+++ Data extract +++

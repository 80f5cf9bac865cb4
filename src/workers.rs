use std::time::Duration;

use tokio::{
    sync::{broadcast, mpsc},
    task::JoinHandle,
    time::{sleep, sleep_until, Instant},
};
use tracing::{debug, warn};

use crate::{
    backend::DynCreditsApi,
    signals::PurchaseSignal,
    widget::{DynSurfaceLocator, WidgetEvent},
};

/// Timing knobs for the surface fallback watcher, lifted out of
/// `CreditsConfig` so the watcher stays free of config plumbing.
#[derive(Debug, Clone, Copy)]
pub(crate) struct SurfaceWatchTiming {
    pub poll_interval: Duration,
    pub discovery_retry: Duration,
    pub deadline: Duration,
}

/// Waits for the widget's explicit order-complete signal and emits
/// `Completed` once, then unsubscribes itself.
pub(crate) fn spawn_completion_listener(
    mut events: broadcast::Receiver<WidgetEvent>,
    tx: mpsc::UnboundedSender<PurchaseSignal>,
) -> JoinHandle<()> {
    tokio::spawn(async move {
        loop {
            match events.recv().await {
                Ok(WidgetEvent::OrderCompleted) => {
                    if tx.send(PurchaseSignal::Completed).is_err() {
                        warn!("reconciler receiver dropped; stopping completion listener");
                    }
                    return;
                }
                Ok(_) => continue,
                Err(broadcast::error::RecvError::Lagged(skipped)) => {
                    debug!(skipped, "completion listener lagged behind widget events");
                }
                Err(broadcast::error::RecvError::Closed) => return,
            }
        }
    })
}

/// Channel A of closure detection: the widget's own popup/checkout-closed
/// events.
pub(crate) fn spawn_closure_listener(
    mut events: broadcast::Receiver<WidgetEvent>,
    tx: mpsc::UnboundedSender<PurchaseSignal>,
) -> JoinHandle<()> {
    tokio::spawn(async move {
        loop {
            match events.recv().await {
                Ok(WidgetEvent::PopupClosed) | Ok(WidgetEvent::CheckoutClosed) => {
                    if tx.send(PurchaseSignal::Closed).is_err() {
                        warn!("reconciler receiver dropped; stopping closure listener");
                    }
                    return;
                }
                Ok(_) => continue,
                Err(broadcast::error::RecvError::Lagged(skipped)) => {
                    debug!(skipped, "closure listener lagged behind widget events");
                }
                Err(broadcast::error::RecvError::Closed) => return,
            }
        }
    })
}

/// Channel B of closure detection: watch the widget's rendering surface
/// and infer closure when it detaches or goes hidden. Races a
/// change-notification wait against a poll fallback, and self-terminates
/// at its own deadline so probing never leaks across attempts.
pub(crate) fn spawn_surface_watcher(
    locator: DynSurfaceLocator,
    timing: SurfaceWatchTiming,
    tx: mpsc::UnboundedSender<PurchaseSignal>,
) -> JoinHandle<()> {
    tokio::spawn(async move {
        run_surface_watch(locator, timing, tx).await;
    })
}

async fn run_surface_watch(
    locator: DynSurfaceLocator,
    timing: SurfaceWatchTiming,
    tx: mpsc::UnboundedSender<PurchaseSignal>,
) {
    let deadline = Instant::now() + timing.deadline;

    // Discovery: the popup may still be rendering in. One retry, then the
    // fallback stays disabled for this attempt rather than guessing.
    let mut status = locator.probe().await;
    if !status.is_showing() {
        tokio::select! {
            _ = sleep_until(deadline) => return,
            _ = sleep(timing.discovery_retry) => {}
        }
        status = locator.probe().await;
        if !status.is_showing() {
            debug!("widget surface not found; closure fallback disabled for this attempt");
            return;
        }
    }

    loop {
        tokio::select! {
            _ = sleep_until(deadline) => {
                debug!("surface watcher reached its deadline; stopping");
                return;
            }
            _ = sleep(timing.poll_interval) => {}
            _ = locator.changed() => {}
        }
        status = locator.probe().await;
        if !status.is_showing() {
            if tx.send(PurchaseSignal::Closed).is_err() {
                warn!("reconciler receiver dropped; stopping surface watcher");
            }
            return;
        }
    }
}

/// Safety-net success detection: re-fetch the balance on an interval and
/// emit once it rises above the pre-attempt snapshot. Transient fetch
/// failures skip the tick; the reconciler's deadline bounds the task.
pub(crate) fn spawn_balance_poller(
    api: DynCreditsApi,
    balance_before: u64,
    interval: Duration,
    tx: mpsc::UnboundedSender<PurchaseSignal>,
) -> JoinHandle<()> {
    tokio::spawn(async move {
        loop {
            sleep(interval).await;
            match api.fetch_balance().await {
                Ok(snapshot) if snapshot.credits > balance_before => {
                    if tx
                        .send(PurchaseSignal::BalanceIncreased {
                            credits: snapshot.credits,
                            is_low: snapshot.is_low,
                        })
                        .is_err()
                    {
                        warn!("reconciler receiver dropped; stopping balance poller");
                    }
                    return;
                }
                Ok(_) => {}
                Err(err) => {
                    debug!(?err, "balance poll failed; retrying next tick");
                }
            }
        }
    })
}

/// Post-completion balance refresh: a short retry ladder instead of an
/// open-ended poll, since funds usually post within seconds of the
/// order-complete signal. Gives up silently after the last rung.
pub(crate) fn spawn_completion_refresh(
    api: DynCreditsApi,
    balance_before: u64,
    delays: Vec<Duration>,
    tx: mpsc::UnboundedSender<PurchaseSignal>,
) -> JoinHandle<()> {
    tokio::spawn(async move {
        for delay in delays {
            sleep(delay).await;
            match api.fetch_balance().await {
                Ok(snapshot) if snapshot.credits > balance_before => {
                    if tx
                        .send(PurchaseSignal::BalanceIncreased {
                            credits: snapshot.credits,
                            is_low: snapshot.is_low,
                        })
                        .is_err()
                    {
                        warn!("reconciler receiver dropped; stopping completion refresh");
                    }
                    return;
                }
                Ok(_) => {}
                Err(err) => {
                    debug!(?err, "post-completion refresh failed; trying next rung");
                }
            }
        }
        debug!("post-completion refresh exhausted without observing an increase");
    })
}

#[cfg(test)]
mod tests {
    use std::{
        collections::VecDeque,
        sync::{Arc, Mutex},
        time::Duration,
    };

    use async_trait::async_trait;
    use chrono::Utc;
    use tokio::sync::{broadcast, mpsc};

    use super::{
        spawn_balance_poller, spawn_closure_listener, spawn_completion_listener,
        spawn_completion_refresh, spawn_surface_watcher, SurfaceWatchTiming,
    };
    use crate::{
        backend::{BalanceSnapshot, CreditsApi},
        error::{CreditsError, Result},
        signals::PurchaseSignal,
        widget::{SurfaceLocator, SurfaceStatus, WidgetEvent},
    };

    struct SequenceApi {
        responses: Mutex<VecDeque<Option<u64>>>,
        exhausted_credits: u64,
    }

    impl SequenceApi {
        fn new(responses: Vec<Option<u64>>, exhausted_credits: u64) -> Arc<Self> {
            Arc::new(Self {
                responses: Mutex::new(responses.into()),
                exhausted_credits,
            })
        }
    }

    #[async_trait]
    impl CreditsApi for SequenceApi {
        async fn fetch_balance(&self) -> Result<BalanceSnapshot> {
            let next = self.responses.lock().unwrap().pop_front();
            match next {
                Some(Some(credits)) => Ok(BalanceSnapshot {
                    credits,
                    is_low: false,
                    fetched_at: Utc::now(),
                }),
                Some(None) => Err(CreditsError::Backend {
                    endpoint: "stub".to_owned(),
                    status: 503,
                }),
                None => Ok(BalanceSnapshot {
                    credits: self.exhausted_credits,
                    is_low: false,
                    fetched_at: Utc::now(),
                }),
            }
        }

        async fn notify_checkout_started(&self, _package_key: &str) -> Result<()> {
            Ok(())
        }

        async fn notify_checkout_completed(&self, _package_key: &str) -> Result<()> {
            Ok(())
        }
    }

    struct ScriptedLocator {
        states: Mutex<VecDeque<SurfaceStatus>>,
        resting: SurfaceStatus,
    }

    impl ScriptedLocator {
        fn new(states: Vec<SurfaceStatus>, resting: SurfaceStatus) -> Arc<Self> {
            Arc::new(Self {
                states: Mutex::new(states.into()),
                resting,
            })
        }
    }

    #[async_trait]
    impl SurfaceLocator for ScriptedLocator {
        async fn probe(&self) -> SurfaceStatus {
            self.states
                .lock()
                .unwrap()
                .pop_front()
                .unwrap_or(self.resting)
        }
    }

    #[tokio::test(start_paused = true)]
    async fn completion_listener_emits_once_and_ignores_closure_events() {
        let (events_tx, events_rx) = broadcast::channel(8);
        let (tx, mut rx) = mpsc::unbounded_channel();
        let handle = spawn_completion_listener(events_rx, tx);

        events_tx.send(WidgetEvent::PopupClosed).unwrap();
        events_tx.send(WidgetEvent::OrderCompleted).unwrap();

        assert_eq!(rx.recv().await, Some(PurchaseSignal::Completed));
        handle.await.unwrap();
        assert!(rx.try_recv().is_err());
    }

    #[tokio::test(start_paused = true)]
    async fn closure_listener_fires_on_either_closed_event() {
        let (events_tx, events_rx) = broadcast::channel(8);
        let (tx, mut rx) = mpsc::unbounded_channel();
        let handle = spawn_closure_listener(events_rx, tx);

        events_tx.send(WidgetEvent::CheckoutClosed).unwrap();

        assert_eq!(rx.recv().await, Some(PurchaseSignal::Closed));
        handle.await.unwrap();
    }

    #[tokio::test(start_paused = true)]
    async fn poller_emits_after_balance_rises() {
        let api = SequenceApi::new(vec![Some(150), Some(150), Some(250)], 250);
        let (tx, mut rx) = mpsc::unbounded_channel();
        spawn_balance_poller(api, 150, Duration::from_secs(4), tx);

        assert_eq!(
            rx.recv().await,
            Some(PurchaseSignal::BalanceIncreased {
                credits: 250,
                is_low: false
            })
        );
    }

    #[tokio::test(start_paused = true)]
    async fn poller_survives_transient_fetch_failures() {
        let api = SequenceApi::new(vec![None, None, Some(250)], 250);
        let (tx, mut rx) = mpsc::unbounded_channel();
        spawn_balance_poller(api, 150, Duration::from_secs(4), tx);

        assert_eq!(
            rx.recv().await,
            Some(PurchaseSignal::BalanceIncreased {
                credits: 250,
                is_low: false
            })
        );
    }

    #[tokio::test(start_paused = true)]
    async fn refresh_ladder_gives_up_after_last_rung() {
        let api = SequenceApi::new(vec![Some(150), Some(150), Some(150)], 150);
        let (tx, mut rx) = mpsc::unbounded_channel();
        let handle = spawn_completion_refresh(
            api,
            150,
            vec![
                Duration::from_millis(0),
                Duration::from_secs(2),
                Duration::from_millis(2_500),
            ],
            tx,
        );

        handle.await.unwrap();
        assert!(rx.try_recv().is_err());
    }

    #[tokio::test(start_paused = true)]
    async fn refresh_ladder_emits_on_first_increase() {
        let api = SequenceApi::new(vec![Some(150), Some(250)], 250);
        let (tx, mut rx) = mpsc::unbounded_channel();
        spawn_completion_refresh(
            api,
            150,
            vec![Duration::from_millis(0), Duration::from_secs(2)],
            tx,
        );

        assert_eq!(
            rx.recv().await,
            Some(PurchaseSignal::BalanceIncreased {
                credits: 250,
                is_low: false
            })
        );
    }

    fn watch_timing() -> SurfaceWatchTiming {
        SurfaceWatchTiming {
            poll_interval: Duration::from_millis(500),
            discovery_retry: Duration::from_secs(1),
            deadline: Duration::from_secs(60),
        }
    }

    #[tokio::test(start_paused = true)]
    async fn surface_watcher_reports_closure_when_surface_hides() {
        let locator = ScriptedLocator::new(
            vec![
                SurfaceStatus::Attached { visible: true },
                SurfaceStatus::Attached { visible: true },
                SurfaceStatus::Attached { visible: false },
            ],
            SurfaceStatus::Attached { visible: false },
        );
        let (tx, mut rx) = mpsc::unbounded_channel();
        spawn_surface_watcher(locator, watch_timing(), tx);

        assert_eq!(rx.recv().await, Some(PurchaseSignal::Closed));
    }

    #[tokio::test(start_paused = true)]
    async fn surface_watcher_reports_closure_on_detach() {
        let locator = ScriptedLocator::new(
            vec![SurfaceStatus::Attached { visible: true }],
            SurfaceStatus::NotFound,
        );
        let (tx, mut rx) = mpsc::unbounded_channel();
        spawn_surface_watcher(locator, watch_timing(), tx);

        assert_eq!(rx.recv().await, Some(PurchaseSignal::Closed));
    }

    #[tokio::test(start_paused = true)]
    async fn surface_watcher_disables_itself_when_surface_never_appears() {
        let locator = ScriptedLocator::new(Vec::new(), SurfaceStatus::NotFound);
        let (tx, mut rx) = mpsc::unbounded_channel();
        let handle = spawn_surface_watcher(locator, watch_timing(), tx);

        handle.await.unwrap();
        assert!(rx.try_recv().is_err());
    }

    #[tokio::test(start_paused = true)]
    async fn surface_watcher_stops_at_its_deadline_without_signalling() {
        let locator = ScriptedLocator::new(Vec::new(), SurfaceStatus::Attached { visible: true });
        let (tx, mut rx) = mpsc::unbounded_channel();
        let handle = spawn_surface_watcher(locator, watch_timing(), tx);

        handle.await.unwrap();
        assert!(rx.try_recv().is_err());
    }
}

+++

**Problem:** Beginning at the line with "async fn closure_listener_fires_on_either_closed_event()" and ending at the line with "events_tx.send(WidgetEvent::CheckoutClosed).unwrap();", reproduce each line of the data above exactly, and add no other lines.

**Task solution:**
    async fn closure_listener_fires_on_either_closed_event() {
        let (events_tx, events_rx) = broadcast::channel(8);
        let (tx, mut rx) = mpsc::unbounded_channel();
        let handle = spawn_closure_listener(events_rx, tx);

        events_tx.send(WidgetEvent::CheckoutClosed).unwrap();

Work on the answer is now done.